Task material START

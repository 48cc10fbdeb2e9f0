//! Error type shared by the puzzle core, sessions and progress stores

/// Everything that can go wrong in this crate.
///
/// The puzzle core only raises precondition errors (bad level number, corrupted
/// mask, off-grid coordinate); I/O and JSON errors come from the progress file.
#[derive(Debug, thiserror::Error)]
pub enum LoopError {
    #[error("level must be at least 1, got {0}")]
    InvalidLevel(u32),
    #[error("connectivity mask must be in 0..=15, got {0}")]
    InvalidMask(u8),
    #[error("rotation must be in 0..=3, got {0}")]
    InvalidRotation(u8),
    #[error("cell ({x}, {y}) is outside the {width}x{height} board")]
    OutOfBounds {
        x: usize,
        y: usize,
        width: usize,
        height: usize,
    },
    #[error("expected {expected} cells, got {actual}")]
    GridShape { expected: usize, actual: usize },
    #[error("progress file I/O failed: {0}")]
    Io(#[from] std::io::Error),
    #[error("progress file is not valid JSON: {0}")]
    Json(#[from] serde_json::Error),
}

pub type Result<T> = std::result::Result<T, LoopError>;
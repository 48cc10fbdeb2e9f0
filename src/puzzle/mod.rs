//! Puzzle core
//!
//! Everything here is pure and deterministic:
//! - Seeded RNG only, passed in or derived from the level number
//! - No global state, so levels can be generated on any thread
//! - No rendering, audio or storage dependencies

pub mod check;
pub mod generator;
pub mod grid;
pub mod mask;
pub mod scramble;
pub mod sizing;

pub use check::{is_solved, open_ends};
pub use generator::{
    Level, fill_connected, generate, generate_presolved, generate_with_rng, level_seed,
};
pub use grid::Grid;
pub use mask::{Mask, Shape, Side, rotate_mask};
pub use scramble::{Scramble, ScrambleOutcome, scramble};
pub use sizing::board_size;
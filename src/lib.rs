//! Indefinite Loop - A tile-rotation pipe puzzle
//!
//! Core modules:
//! - `puzzle`: Deterministic level generation, scrambling and the solved check
//! - `session`: One level in play (rotate a tile, detect the win, advance)
//! - `progress`: Highest unlocked level, in memory or as a JSON file

pub mod error;
pub mod progress;
pub mod puzzle;
pub mod session;

pub use error::{LoopError, Result};
pub use progress::{JsonProgress, MemoryProgress, ProgressStore};
pub use puzzle::{Grid, Level, Mask, Shape, Side, board_size, generate, is_solved, rotate_mask};
pub use session::{MoveOutcome, Session, Turn};

/// Game configuration constants
pub mod consts {
    /// Level number is multiplied by this to get the generation seed,
    /// keeping neighbouring levels' seeds far apart
    pub const SEED_MULTIPLIER: u64 = 69420;

    /// Upper bound on whole-board scramble passes before giving up
    pub const MAX_SCRAMBLE_PASSES: u32 = 64;

    /// Board side length by level: `(first level NOT in this tier, side)`
    pub const SIZE_TIERS: [(u32, usize); 3] = [(5, 5), (70, 10), (150, 25)];
    /// Board side for every level past the last tier
    pub const MAX_SIDE: usize = 50;

    /// Progress file name inside the data directory
    pub const PROGRESS_FILE: &str = "game_data.json";
    /// First level, and the floor for stored progress
    pub const FIRST_LEVEL: u32 = 1;
}
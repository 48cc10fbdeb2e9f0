//! Indefinite Loop command-line entry point
//!
//! Prints generated levels as box-drawing text. Useful for eyeballing the
//! generator and for checking what a given level looks like.

use std::path::PathBuf;
use std::process::ExitCode;

use clap::Parser;
use log::error;

use indefinite_loop::puzzle::{Grid, generate, open_ends};
use indefinite_loop::{JsonProgress, ProgressStore, Result};

/// Print Indefinite Loop levels.
#[derive(Parser)]
#[command(about, long_about = None, version)]
struct Args {
    /// First level to print (defaults to the highest unlocked level)
    #[arg(short, long)]
    level: Option<u32>,

    /// Number of consecutive levels to print
    #[arg(short, long, default_value_t = 1)]
    count: u32,

    /// Print the solved layout instead of the scrambled puzzle
    #[arg(short, long, default_value_t = false)]
    presolved: bool,

    /// Directory holding the progress file
    #[arg(long, default_value = ".")]
    data_dir: PathBuf,

    /// Enable debug messages
    #[arg(short, long, default_value_t = false)]
    debug: bool,
}

fn main() -> ExitCode {
    let args = Args::parse();

    let mut logger = env_logger::Builder::from_default_env();
    if args.debug {
        logger.filter_level(log::LevelFilter::Debug);
    }
    logger.init();

    match run(&args) {
        Ok(()) => ExitCode::SUCCESS,
        Err(e) => {
            error!("{e}");
            eprintln!("error: {e}");
            ExitCode::FAILURE
        }
    }
}

fn run(args: &Args) -> Result<()> {
    let first = match args.level {
        Some(level) => level,
        None => JsonProgress::open(&args.data_dir).max_level(),
    };

    for number in first..first.saturating_add(args.count) {
        let level = generate(number)?;
        let board = if args.presolved {
            &level.solution
        } else {
            &level.puzzle
        };
        print_level(number, board);
    }
    Ok(())
}

fn print_level(number: u32, board: &Grid) {
    println!(
        "Level {number} ({}x{}), {} open ends",
        board.width(),
        board.height(),
        open_ends(board)
    );
    let counts: Vec<String> = board
        .shape_counts()
        .iter()
        .map(|(shape, n)| format!("{}={n}", shape.as_str()))
        .collect();
    println!("{}", counts.join(" "));
    print!("{board}");
    println!();
}
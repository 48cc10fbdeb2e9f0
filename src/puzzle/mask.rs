//! Connectivity mask and rotation algebra
//!
//! A tile's open sides are packed into the low four bits of a byte:
//! - bit 0: left
//! - bit 1: up
//! - bit 2: right
//! - bit 3: down
//!
//! Opposite sides are always two bits apart, so rotating the mask by one step
//! (a circular shift inside the 4-bit field) turns the tile a quarter clockwise.

use serde::{Deserialize, Serialize};

use crate::error::{LoopError, Result};

const MASK_BITS: u8 = 0b1111;

/// One of the four sides of a tile
#[derive(Debug, Clone, Copy, PartialEq, Eq, Hash)]
pub enum Side {
    Left,
    Up,
    Right,
    Down,
}

impl Side {
    /// All sides in bit order
    pub const ALL: [Side; 4] = [Side::Left, Side::Up, Side::Right, Side::Down];

    /// Bit index of this side inside a mask
    #[inline]
    pub fn index(self) -> u32 {
        match self {
            Side::Left => 0,
            Side::Up => 1,
            Side::Right => 2,
            Side::Down => 3,
        }
    }

    #[inline]
    pub fn bit(self) -> u8 {
        1 << self.index()
    }

    /// The side a neighbour uses to face back toward this one
    pub fn opposite(self) -> Side {
        match self {
            Side::Left => Side::Right,
            Side::Up => Side::Down,
            Side::Right => Side::Left,
            Side::Down => Side::Up,
        }
    }

    /// Grid step `(dx, dy)` toward this side. Up is toward row 0.
    pub fn offset(self) -> (isize, isize) {
        match self {
            Side::Left => (-1, 0),
            Side::Up => (0, -1),
            Side::Right => (1, 0),
            Side::Down => (0, 1),
        }
    }
}

/// Validated 4-bit connectivity value. `0` is an empty cell.
#[derive(Debug, Clone, Copy, PartialEq, Eq, Hash, Default, Serialize, Deserialize)]
#[serde(try_from = "u8", into = "u8")]
pub struct Mask(u8);

impl Mask {
    pub const EMPTY: Mask = Mask(0);
    pub const FULL: Mask = Mask(MASK_BITS);

    /// Wrap a raw value, rejecting anything outside 0..=15
    pub fn new(raw: u8) -> Result<Self> {
        if raw > MASK_BITS {
            return Err(LoopError::InvalidMask(raw));
        }
        Ok(Self(raw))
    }

    /// Build a mask from the four side flags
    pub fn from_sides(left: bool, up: bool, right: bool, down: bool) -> Self {
        let mut raw = 0;
        for (side, open) in Side::ALL.into_iter().zip([left, up, right, down]) {
            if open {
                raw |= side.bit();
            }
        }
        Self(raw)
    }

    #[inline]
    pub fn raw(self) -> u8 {
        self.0
    }

    #[inline]
    pub fn has_connection(self, side: Side) -> bool {
        self.0 & side.bit() != 0
    }

    /// Side check on an unvalidated value
    pub fn has_raw(raw: u8, side: Side) -> Result<bool> {
        Ok(Self::new(raw)?.has_connection(side))
    }

    #[inline]
    pub fn is_empty(self) -> bool {
        self.0 == 0
    }

    /// Empty and four-way tiles look the same in every orientation
    #[inline]
    pub fn is_rotation_invariant(self) -> bool {
        self.0 == 0 || self.0 == MASK_BITS
    }

    /// Number of open sides
    pub fn degree(self) -> u32 {
        self.0.count_ones()
    }

    /// Rotate by `n` quarter turns clockwise; negative turns go counterclockwise
    pub fn rotated(self, n: i32) -> Mask {
        let n = n.rem_euclid(4) as u32;
        let m = self.0;
        Mask(((m << n) | (m >> (4 - n))) & MASK_BITS)
    }

    /// Split into canonical shape and rotation index.
    ///
    /// Shapes with rotational symmetry report the lowest matching index.
    pub fn decompose(self) -> (Shape, u8) {
        for shape in Shape::TILES {
            if let Some(rotation) = shape.table().iter().position(|&m| m == self.0) {
                return (shape, rotation as u8);
            }
        }
        (Shape::Empty, 0)
    }

    pub fn shape(self) -> Shape {
        self.decompose().0
    }
}

impl TryFrom<u8> for Mask {
    type Error = LoopError;

    fn try_from(raw: u8) -> Result<Self> {
        Mask::new(raw)
    }
}

impl From<Mask> for u8 {
    fn from(mask: Mask) -> u8 {
        mask.0
    }
}

/// Rotate a raw connectivity value by `n` quarter turns clockwise.
///
/// `n` is taken modulo 4, so `-1` is one turn counterclockwise. Values outside
/// 0..=15 are rejected rather than masked, since they mean the board is corrupt.
pub fn rotate_mask(raw: u8, n: i32) -> Result<u8> {
    Ok(Mask::new(raw)?.rotated(n).raw())
}

/// Tile shape, i.e. a mask up to rotation
#[derive(Debug, Clone, Copy, PartialEq, Eq, Hash, PartialOrd, Ord, Serialize, Deserialize)]
pub enum Shape {
    Empty,
    One,
    TwoCorner,
    TwoStraight,
    Three,
    Four,
}

impl Shape {
    /// Every shape that draws a tile
    pub const TILES: [Shape; 5] = [
        Shape::One,
        Shape::TwoCorner,
        Shape::TwoStraight,
        Shape::Three,
        Shape::Four,
    ];

    /// Mask for each rotation index, counted counterclockwise from the
    /// unrotated artwork
    fn table(self) -> [u8; 4] {
        match self {
            Shape::Empty => [0, 0, 0, 0],
            Shape::One => [8, 4, 2, 1],
            Shape::TwoCorner => [12, 6, 3, 9],
            Shape::TwoStraight => [10, 5, 10, 5],
            Shape::Three => [14, 7, 11, 13],
            Shape::Four => [15, 15, 15, 15],
        }
    }

    /// Mask of this shape at the given rotation index (0..=3)
    pub fn mask(self, rotation: u8) -> Result<Mask> {
        let table = self.table();
        let raw = table
            .get(rotation as usize)
            .ok_or(LoopError::InvalidRotation(rotation))?;
        Ok(Mask(*raw))
    }

    pub fn as_str(&self) -> &'static str {
        match self {
            Shape::Empty => "Empty",
            Shape::One => "One",
            Shape::TwoCorner => "TwoCorner",
            Shape::TwoStraight => "TwoStraight",
            Shape::Three => "Three",
            Shape::Four => "Four",
        }
    }
}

Task material END

**What to do:** Determine how many lines of the data contain "return" and give nothing but that number.

**Result:** 2